This is a case of 19 year old male hailing from mirylaguda who is intermediate second year student came to general medicine OPD with chief complaints of 


CHIEF COMPLAINTS 

Fever since 3 days 

Lower back ache since 3 days

Generalized weakness since 3 days


HISTORY  OF PRESENTING ILLNESS 

Patient was apparently asymptomatic 10 days back then he developed high grade fever which was continuous ,no diurnal variation which got relieved on medication given by local RMP [some IV medication was given for 1 day and oral medication for 3 days].

Now again since 3 days he had high grade fever which was continuous not associated with chills and rigor ,no diurnal variation

He had one episode of vomiting today i.e 30 Nov 2022 which was non projectile contained food particles

He also complained of low back ache since 3 days which is insidious in onset ,gradually progressive, and is persistent and pain increased during inspiration and no relieving factors.[he was unable to describe the character of pain]

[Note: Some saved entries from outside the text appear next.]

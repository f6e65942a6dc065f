//! Parameter store: configuration -> global shader state

use super::{Keywords, ParameterBus};
use crate::config::{LookupTextures, LutProfile, SssConfig};
use glam::{Mat4, Vec4};

/// Well-known global parameter names
pub mod names {
    pub const SKIN_PARAMS: &str = "deferred_skin_params";
    pub const SHADOW_PARAMS: &str = "deferred_shadow_params";
    pub const COLOR_BLEED_WEIGHTS: &str = "deferred_skin_color_bleed_ao_weights";
    pub const TRANSMISSION_ABSORPTION: &str = "deferred_skin_transmission_absorption";
    pub const BLURRED_NORMALS_PARAMS: &str = "deferred_blurred_normals_params";
    pub const BLUR_ALBEDO: &str = "blur_albedo_texture";
    pub const SKIN_JITTER: &str = "skin_jitter";
    pub const SKIN_LUT: &str = "deferred_skin_lut";
    pub const SHADOW_LUT: &str = "deferred_shadow_lut";
    pub const TRANSMISSION_LUT: &str = "deferred_transmission_lut";
    pub const THICKNESS_BIAS: &str = "deferred_thickness_bias";
    pub const TRANSMISSION_PARAMS: &str = "deferred_transmission_params";

    pub const WORLD_TO_VIEW: &str = "world_to_view_matrix";
    pub const VIEW_TO_WORLD: &str = "view_to_world_matrix";
    pub const VIEW_TO_CLIP: &str = "view_to_clip_matrix";
    pub const CLIP_TO_VIEW: &str = "clip_to_view_matrix";

    pub const FRAME_COUNT: &str = "frame_count";
    pub const TRANSMISSION_BUFFER: &str = "deferred_transmission_buffer";
    pub const BLURRED_NORMAL_BUFFER: &str = "deferred_blurred_normal_buffer";
    pub const SPECULAR_BUFFERS: [&str; 3] = ["specular_buffer_r", "specular_buffer_g", "specular_buffer_b"];
}

/// Local parameters of the main blur program, laid out for a uniform buffer
///
/// Mirrors `deferred_blurred_normals_params` + `blur_albedo_texture` for
/// hosts that bind a uniform block instead of reading the bus.
#[repr(C)]
#[derive(Copy, Clone, Debug, PartialEq, bytemuck::Pod, bytemuck::Zeroable)]
pub struct BlurUniforms {
    pub blur_radius: f32,
    /// Depth range, already scaled by 100
    pub depth_range: f32,
    pub blur_albedo: u32,
    pub _pad: u32,
}

impl BlurUniforms {
    pub fn from_config(config: &SssConfig) -> Self {
        Self {
            blur_radius: config.blur_radius,
            depth_range: config.blur_depth_range * 100.0,
            blur_albedo: config.blur_albedo as u32,
            _pad: 0,
        }
    }

    pub fn as_bytes(&self) -> &[u8] {
        bytemuck::bytes_of(self)
    }
}

/// Translates [`SssConfig`] into global shader-visible state every frame
#[derive(Debug, Clone, Default)]
pub struct ParameterStore {
    textures: LookupTextures,
    uniforms: Option<BlurUniforms>,
}

impl ParameterStore {
    pub fn new(textures: LookupTextures) -> Self {
        Self {
            textures,
            uniforms: None,
        }
    }

    pub fn textures(&self) -> &LookupTextures {
        &self.textures
    }

    pub fn set_textures(&mut self, textures: LookupTextures) {
        self.textures = textures;
    }

    /// Blur uniforms from the most recent refresh
    pub fn blur_uniforms(&self) -> Option<BlurUniforms> {
        self.uniforms
    }

    /// Push the whole configuration onto the bus
    pub fn refresh(&mut self, config: &SssConfig, bus: &mut dyn ParameterBus) {
        self.refresh_skin(config, bus);
        self.refresh_blur(config, bus);
        let keywords = self.refresh_lookup(config, bus) | self.refresh_transmission(config, bus);
        keywords.apply(bus);
        log::trace!("SSS parameters refreshed (keywords: {:?})", keywords);
    }

    /// Publish the camera transforms the blur programs use to rebuild view-space positions
    pub fn publish_camera(&self, view: Mat4, projection: Mat4, bus: &mut dyn ParameterBus) {
        bus.set_matrix(names::WORLD_TO_VIEW, view);
        bus.set_matrix(names::VIEW_TO_WORLD, view.inverse());
        bus.set_matrix(names::VIEW_TO_CLIP, projection);
        bus.set_matrix(names::CLIP_TO_VIEW, projection.inverse());
    }

    fn refresh_skin(&self, config: &SssConfig, bus: &mut dyn ParameterBus) {
        bus.set_vector(
            names::SKIN_PARAMS,
            Vec4::new(1.0, config.skin_lut_bias, config.skin_lut_scale, config.blur_weight),
        );
        bus.set_vector(
            names::SHADOW_PARAMS,
            Vec4::new(config.shadow_lut_bias, config.shadow_lut_scale, 0.0, 0.0),
        );
        bus.set_vector(names::COLOR_BLEED_WEIGHTS, config.color_bleed_weights.extend(0.0));
        bus.set_vector(names::TRANSMISSION_ABSORPTION, config.transmission_absorption.extend(0.0));
    }

    fn refresh_blur(&mut self, config: &SssConfig, bus: &mut dyn ParameterBus) {
        let uniforms = BlurUniforms::from_config(config);
        bus.set_vector(
            names::BLURRED_NORMALS_PARAMS,
            Vec4::new(uniforms.blur_radius, uniforms.depth_range, 0.0, 0.0),
        );
        bus.set_int(names::BLUR_ALBEDO, uniforms.blur_albedo as i32);
        bus.set_texture(names::SKIN_JITTER, self.textures.skin_jitter);
        self.uniforms = Some(uniforms);
    }

    /// Bind the lookup textures for the profile; returns its keywords
    fn refresh_lookup(&self, config: &SssConfig, bus: &mut dyn ParameterBus) -> Keywords {
        let mut keywords = match config.lut_profile {
            LutProfile::None => {
                bus.set_texture(names::SKIN_LUT, None);
                bus.set_texture(names::SHADOW_LUT, None);
                Keywords::empty()
            }
            LutProfile::Nvidia1 => {
                bus.set_texture(names::SKIN_LUT, self.textures.nvidia_diffuse);
                bus.set_texture(names::SHADOW_LUT, None);
                Keywords::FACEWORKS_TYPE1
            }
            LutProfile::Nvidia2 => {
                bus.set_texture(names::SKIN_LUT, self.textures.nvidia_diffuse);
                bus.set_texture(names::SHADOW_LUT, self.textures.nvidia_shadow);
                Keywords::FACEWORKS_TYPE2
            }
        };

        // lighting splits specular out only when the diffuse blur composites it back
        if config.diffuse_blur_active() {
            keywords |= Keywords::SCREENSPACE_SSS;
        }
        keywords
    }

    fn refresh_transmission(&self, config: &SssConfig, bus: &mut dyn ParameterBus) -> Keywords {
        let keywords = if config.baked_thickness {
            Keywords::BAKED_THICKNESS
        } else {
            bus.set_texture(names::TRANSMISSION_LUT, self.textures.deep_scatter);
            bus.set_float(names::THICKNESS_BIAS, config.thickness_bias * 0.01);
            Keywords::empty()
        };

        bus.set_vector(
            names::TRANSMISSION_PARAMS,
            Vec4::new(
                config.transmission_weight,
                config.transmission_falloff,
                config.transmission_distortion,
                config.transmission_shadow_weight,
            ),
        );
        keywords
    }
}
//! Specular accumulation buffers
//!
//! Three single-channel targets (one per colour channel) that the lighting
//! stage writes specular into from arbitrary pixels. They live for exactly
//! one frame: acquired before the host runs its lists, released after the
//! final colour pass.

use crate::host::RenderHost;
use crate::params::{names, ParameterBus};
use crate::resources::{Extent, TargetAllocator, TargetDesc, TextureHandle};
use crate::{Error, Result};
use std::sync::Arc;

/// First random-write slot; R, G, B take three consecutive slots
pub const FIRST_RANDOM_WRITE_SLOT: u32 = 1;

const LABELS: [&str; 3] = ["sss_specular_r", "sss_specular_g", "sss_specular_b"];

/// The three targets of one frame
///
/// Dropping the scope releases the targets through the allocator, so an
/// early return anywhere between acquire and release still cleans up.
pub struct FrameScope {
    allocator: Arc<dyn TargetAllocator>,
    handles: [TextureHandle; 3],
    extent: Extent,
}

impl FrameScope {
    /// Create and clear all three targets, or none of them
    pub fn allocate(allocator: Arc<dyn TargetAllocator>, extent: Extent) -> Result<Self> {
        let desc = TargetDesc::specular_accumulation(extent);
        let mut created = Vec::with_capacity(LABELS.len());

        let result = LABELS.iter().try_for_each(|label| {
            let handle = allocator.create(label, &desc, extent)?;
            created.push(handle);
            allocator.clear(handle)
        });

        if let Err(e) = result {
            for handle in created {
                allocator.release(handle);
            }
            return Err(e);
        }

        let handles = [created[0], created[1], created[2]];
        log::trace!("Specular buffers acquired at {} ({:?})", extent, handles);
        Ok(Self {
            allocator,
            handles,
            extent,
        })
    }

    /// R, G, B handles
    pub fn handles(&self) -> [TextureHandle; 3] {
        self.handles
    }

    pub fn extent(&self) -> Extent {
        self.extent
    }
}

impl Drop for FrameScope {
    fn drop(&mut self) {
        for handle in self.handles {
            self.allocator.release(handle);
        }
        log::trace!("Specular buffers released");
    }
}

/// Owns at most one [`FrameScope`] and publishes it to the host
pub struct SpecularBuffers {
    allocator: Arc<dyn TargetAllocator>,
    scope: Option<FrameScope>,
}

impl SpecularBuffers {
    pub fn new(allocator: Arc<dyn TargetAllocator>) -> Self {
        Self {
            allocator,
            scope: None,
        }
    }

    /// Allocate this frame's buffers, publish them and bind the random-write slots
    ///
    /// Size is the host's bound target texture if any, else the viewport,
    /// captured now. Calling this again before [`release`](Self::release)
    /// is a lifecycle bug and returns [`Error::AlreadyAcquired`] without
    /// touching the held buffers.
    pub fn acquire(&mut self, host: &mut dyn RenderHost, bus: &mut dyn ParameterBus) -> Result<&FrameScope> {
        if self.scope.is_some() {
            log::warn!("Specular buffers acquired twice without release");
            return Err(Error::AlreadyAcquired);
        }

        let scope = FrameScope::allocate(self.allocator.clone(), host.output_extent())?;

        host.clear_random_write_targets();
        for ((slot, name), handle) in (FIRST_RANDOM_WRITE_SLOT..)
            .zip(names::SPECULAR_BUFFERS)
            .zip(scope.handles())
        {
            bus.set_texture(name, Some(handle));
            host.set_random_write_target(slot, handle);
        }

        Ok(&*self.scope.insert(scope))
    }

    /// Release the held buffers; returns false (and does nothing) if none are held
    pub fn release(&mut self, host: &mut dyn RenderHost, bus: &mut dyn ParameterBus) -> bool {
        let Some(scope) = self.scope.take() else {
            return false;
        };

        host.clear_random_write_targets();
        for name in names::SPECULAR_BUFFERS {
            bus.set_texture(name, None);
        }
        drop(scope);
        true
    }

    pub fn is_acquired(&self) -> bool {
        self.scope.is_some()
    }

    pub fn scope(&self) -> Option<&FrameScope> {
        self.scope.as_ref()
    }

    /// Size of the held buffers
    pub fn extent(&self) -> Option<Extent> {
        self.scope.as_ref().map(FrameScope::extent)
    }
}
//! Effect configuration

use crate::resources::TextureHandle;
use glam::Vec3;
use serde::{Deserialize, Serialize};

/// Pre-integrated skin lookup profile
#[derive(Debug, Clone, Copy, PartialEq, Eq, Hash, Default, Serialize, Deserialize)]
#[serde(rename_all = "snake_case")]
pub enum LutProfile {
    /// No lookup tables; scattering comes from the screen-space blur only
    #[default]
    None,
    /// FaceWorks diffuse lookup only
    Nvidia1,
    /// FaceWorks diffuse + shadow lookups
    Nvidia2,
}

impl LutProfile {
    pub const ALL: [LutProfile; 3] = [LutProfile::None, LutProfile::Nvidia1, LutProfile::Nvidia2];
}

/// Which flavour of the pass graph to build
#[derive(Debug, Clone, Copy, PartialEq, Eq, Hash, Default, Serialize, Deserialize)]
#[serde(rename_all = "snake_case")]
pub enum PipelineProfile {
    /// Extraction + optional diffuse blur + normal blur, configurable iterations
    #[default]
    Integrated,
    /// Diffuse blur only, always two iterations, screen-space keyword forced on
    Standalone,
    /// Legacy path: extraction after the G-buffer pass, no blur lists
    HsrCompatible,
}

impl PipelineProfile {
    pub const ALL: [PipelineProfile; 3] = [
        PipelineProfile::Integrated,
        PipelineProfile::Standalone,
        PipelineProfile::HsrCompatible,
    ];

    /// Iteration count used by the standalone profile regardless of config
    pub const STANDALONE_ITERATIONS: u32 = 2;
}

/// Subsurface scattering configuration
///
/// Owned by the host component and read every frame by the parameter store.
/// Only `blur_iterations`, `screen_space_sss` and `pipeline` are structural:
/// changing them requires a pass graph rebuild.
#[derive(Debug, Clone, PartialEq, Serialize, Deserialize)]
#[serde(default)]
pub struct SssConfig {
    pub lut_profile: LutProfile,
    pub skin_lut_bias: f32,
    pub skin_lut_scale: f32,
    pub shadow_lut_bias: f32,
    pub shadow_lut_scale: f32,

    pub screen_space_sss: bool,
    pub blur_weight: f32,
    /// Blur kernel radius in pixels
    pub blur_radius: f32,
    /// Depth-aware falloff; scaled by 100 before it reaches the programs
    pub blur_depth_range: f32,
    /// Separable blur iterations (one horizontal + one vertical pass each)
    pub blur_iterations: u32,
    pub blur_albedo: bool,

    pub color_bleed_weights: Vec3,
    pub transmission_absorption: Vec3,

    pub baked_thickness: bool,
    pub transmission_weight: f32,
    pub transmission_shadow_weight: f32,
    pub transmission_distortion: f32,
    pub transmission_falloff: f32,
    /// Thickness bias in percent; scaled by 0.01 when published
    pub thickness_bias: f32,

    pub pipeline: PipelineProfile,
}

impl Default for SssConfig {
    fn default() -> Self {
        Self {
            lut_profile: LutProfile::None,
            skin_lut_bias: 0.0,
            skin_lut_scale: 0.5,
            shadow_lut_bias: 0.0,
            shadow_lut_scale: 1.0,
            screen_space_sss: true,
            blur_weight: 1.0,
            blur_radius: 50.0,
            blur_depth_range: 1.0,
            blur_iterations: 3,
            blur_albedo: true,
            color_bleed_weights: Vec3::new(0.40, 0.15, 0.20),
            transmission_absorption: Vec3::new(-8.0, -48.0, -64.0),
            baked_thickness: true,
            transmission_weight: 1.0,
            transmission_shadow_weight: 0.5,
            transmission_distortion: 0.5,
            transmission_falloff: 2.0,
            thickness_bias: 0.5,
            pipeline: PipelineProfile::Integrated,
        }
    }
}

impl SssConfig {
    pub fn new() -> Self {
        Self::default()
    }

    pub fn with_lut_profile(mut self, profile: LutProfile) -> Self {
        self.lut_profile = profile;
        self
    }

    pub fn with_screen_space(mut self, enabled: bool) -> Self {
        self.screen_space_sss = enabled;
        self
    }

    pub fn with_blur_iterations(mut self, iterations: u32) -> Self {
        self.blur_iterations = iterations;
        self
    }

    /// Set the blur radius in pixels (clamped to be non-negative)
    pub fn with_blur_radius(mut self, radius: f32) -> Self {
        self.blur_radius = radius.max(0.0);
        self
    }

    pub fn with_blur_depth_range(mut self, range: f32) -> Self {
        self.blur_depth_range = range.max(0.0);
        self
    }

    pub fn with_blur_albedo(mut self, blur_albedo: bool) -> Self {
        self.blur_albedo = blur_albedo;
        self
    }

    pub fn with_baked_thickness(mut self, baked: bool) -> Self {
        self.baked_thickness = baked;
        self
    }

    pub fn with_pipeline(mut self, pipeline: PipelineProfile) -> Self {
        self.pipeline = pipeline;
        self
    }

    /// Whether the diffuse blur list is part of the graph
    pub fn diffuse_blur_active(&self) -> bool {
        match self.pipeline {
            PipelineProfile::Integrated => self.screen_space_sss,
            PipelineProfile::Standalone => true,
            PipelineProfile::HsrCompatible => false,
        }
    }

    /// Iteration count the graph is actually built with
    pub fn effective_iterations(&self) -> u32 {
        match self.pipeline {
            PipelineProfile::Standalone => PipelineProfile::STANDALONE_ITERATIONS,
            _ => self.blur_iterations,
        }
    }
}

/// Lookup and jitter textures, loaded by the host and passed in as handles
#[derive(Debug, Clone, Copy, Default, PartialEq, Eq)]
pub struct LookupTextures {
    pub skin_jitter: Option<TextureHandle>,
    pub nvidia_diffuse: Option<TextureHandle>,
    pub nvidia_shadow: Option<TextureHandle>,
    pub deep_scatter: Option<TextureHandle>,
}

#[cfg(test)]
mod tests {
    use super::*;

    #[test]
    fn partial_json_falls_back_to_defaults() {
        let config: SssConfig =
            serde_json::from_str(r#"{ "blur_iterations": 5, "lut_profile": "nvidia2" }"#).unwrap();
        assert_eq!(config.blur_iterations, 5);
        assert_eq!(config.lut_profile, LutProfile::Nvidia2);
        assert_eq!(config.blur_radius, 50.0);
        assert_eq!(config.pipeline, PipelineProfile::Integrated);
    }

    #[test]
    fn negative_iterations_are_rejected() {
        let parsed = serde_json::from_str::<SssConfig>(r#"{ "blur_iterations": -1 }"#);
        assert!(parsed.is_err());
    }

    #[test]
    fn standalone_pins_iterations_and_diffuse() {
        let config = SssConfig::new()
            .with_blur_iterations(7)
            .with_screen_space(false)
            .with_pipeline(PipelineProfile::Standalone);
        assert_eq!(config.effective_iterations(), 2);
        assert!(config.diffuse_blur_active());
    }

    #[test]
    fn builders_clamp() {
        let config = SssConfig::new().with_blur_radius(-3.0).with_blur_depth_range(-1.0);
        assert_eq!(config.blur_radius, 0.0);
        assert_eq!(config.blur_depth_range, 0.0);
    }
}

He also complained of abdominal pain which is insidious in onset persistent not associated with nausea and vomiting

He also complained of generalized weakness since 3 days 

No history of burning micturition, increased frequency of urine ,difficulty to pass urine ,nocturnal eneursis

No history of loose stools 


DAILY ROUTINE 

He wakes up at 8 AM and does his morning routine , eats breakfast at 9 AM usually eats 4 idlies or 1 dosa or 4 bondas and goes to college at 9 AM by bus as his college is 20-25 km far from his home ,

He is a CEC student attends all his classes and eat lunch at 2PM usually he eats junk foods [fried rice ,noodles,road side foods] almost daily as he feels embarrassed taking lunch box along with him , college ends at 4 PM ,comes back to home by 5 PM and eat dinner at 6 PM ,he usually prefers to eat rice in dinner. 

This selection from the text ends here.